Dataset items
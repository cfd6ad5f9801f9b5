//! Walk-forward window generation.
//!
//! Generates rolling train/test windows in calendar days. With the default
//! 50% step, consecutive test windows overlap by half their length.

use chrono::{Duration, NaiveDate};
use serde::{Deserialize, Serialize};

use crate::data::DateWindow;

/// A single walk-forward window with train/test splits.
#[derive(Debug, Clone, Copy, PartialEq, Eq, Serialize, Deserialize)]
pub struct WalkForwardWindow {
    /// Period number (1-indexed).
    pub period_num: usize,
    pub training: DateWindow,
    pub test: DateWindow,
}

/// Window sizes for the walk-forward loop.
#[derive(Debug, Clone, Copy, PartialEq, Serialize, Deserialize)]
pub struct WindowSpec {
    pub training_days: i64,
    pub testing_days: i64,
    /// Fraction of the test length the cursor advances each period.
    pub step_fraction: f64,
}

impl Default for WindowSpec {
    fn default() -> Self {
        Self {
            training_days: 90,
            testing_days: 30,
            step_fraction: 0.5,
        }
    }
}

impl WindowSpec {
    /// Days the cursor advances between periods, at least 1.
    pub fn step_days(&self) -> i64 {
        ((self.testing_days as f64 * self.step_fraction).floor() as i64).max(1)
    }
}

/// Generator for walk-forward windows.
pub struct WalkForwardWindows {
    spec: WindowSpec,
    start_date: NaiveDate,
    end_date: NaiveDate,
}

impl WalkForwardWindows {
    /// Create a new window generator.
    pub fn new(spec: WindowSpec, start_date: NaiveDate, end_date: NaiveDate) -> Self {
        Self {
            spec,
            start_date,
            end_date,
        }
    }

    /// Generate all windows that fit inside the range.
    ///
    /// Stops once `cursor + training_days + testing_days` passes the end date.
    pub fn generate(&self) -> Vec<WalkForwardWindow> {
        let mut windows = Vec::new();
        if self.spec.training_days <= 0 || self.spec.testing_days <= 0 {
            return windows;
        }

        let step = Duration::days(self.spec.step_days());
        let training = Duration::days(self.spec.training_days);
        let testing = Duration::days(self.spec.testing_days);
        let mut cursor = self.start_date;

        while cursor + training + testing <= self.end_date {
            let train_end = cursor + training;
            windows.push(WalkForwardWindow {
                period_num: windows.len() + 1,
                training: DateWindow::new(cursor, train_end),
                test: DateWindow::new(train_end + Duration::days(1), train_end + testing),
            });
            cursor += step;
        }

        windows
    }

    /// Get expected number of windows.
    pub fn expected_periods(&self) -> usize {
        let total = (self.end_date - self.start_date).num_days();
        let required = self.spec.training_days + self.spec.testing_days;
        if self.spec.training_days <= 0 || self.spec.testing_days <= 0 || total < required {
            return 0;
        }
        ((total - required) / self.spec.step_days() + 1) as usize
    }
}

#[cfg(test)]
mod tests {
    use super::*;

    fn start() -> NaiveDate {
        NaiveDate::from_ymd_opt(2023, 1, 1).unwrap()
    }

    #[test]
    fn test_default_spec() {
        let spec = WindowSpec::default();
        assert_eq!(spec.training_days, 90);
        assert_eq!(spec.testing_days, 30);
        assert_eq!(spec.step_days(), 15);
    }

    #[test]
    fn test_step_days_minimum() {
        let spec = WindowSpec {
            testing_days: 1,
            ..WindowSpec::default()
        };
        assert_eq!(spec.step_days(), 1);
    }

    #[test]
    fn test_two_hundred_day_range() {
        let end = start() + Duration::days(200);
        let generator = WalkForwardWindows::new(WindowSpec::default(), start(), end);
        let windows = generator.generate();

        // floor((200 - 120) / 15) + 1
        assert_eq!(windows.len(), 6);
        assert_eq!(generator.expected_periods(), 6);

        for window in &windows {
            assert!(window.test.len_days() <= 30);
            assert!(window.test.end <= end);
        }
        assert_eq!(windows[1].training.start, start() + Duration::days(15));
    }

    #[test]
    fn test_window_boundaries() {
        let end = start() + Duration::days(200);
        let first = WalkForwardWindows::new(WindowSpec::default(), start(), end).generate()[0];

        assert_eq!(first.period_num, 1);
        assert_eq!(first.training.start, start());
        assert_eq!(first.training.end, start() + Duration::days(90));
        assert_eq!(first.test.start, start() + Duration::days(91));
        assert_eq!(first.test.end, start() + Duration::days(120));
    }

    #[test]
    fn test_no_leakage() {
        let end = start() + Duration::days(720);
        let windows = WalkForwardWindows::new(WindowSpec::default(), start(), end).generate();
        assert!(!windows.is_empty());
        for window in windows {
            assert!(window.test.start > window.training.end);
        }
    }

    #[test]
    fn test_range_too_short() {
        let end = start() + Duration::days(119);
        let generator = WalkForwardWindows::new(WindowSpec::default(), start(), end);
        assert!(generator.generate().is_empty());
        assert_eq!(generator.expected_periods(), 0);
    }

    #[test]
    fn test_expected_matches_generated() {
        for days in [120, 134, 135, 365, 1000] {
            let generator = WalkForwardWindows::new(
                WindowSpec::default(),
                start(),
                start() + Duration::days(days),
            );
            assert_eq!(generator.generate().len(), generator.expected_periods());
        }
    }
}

---

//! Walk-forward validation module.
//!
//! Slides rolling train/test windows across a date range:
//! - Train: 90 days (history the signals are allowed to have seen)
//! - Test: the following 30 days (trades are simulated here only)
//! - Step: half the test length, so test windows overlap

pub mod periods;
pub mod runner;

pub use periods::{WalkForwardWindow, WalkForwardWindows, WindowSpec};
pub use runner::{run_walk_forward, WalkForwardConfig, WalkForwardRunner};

- Assignment: From the entries above, give again exactly the lines running from the line with "the end date." to the line with "let train_end = cursor"; include both of those lines.

- Solution below:
    /// Stops once `cursor + training_days + testing_days` passes the end date.
    pub fn generate(&self) -> Vec<WalkForwardWindow> {
        let mut windows = Vec::new();
        if self.spec.training_days <= 0 || self.spec.testing_days <= 0 {
            return windows;
        }

        let step = Duration::days(self.spec.step_days());
        let training = Duration::days(self.spec.training_days);
        let testing = Duration::days(self.spec.testing_days);
        let mut cursor = self.start_date;

        while cursor + training + testing <= self.end_date {
            let train_end = cursor + training;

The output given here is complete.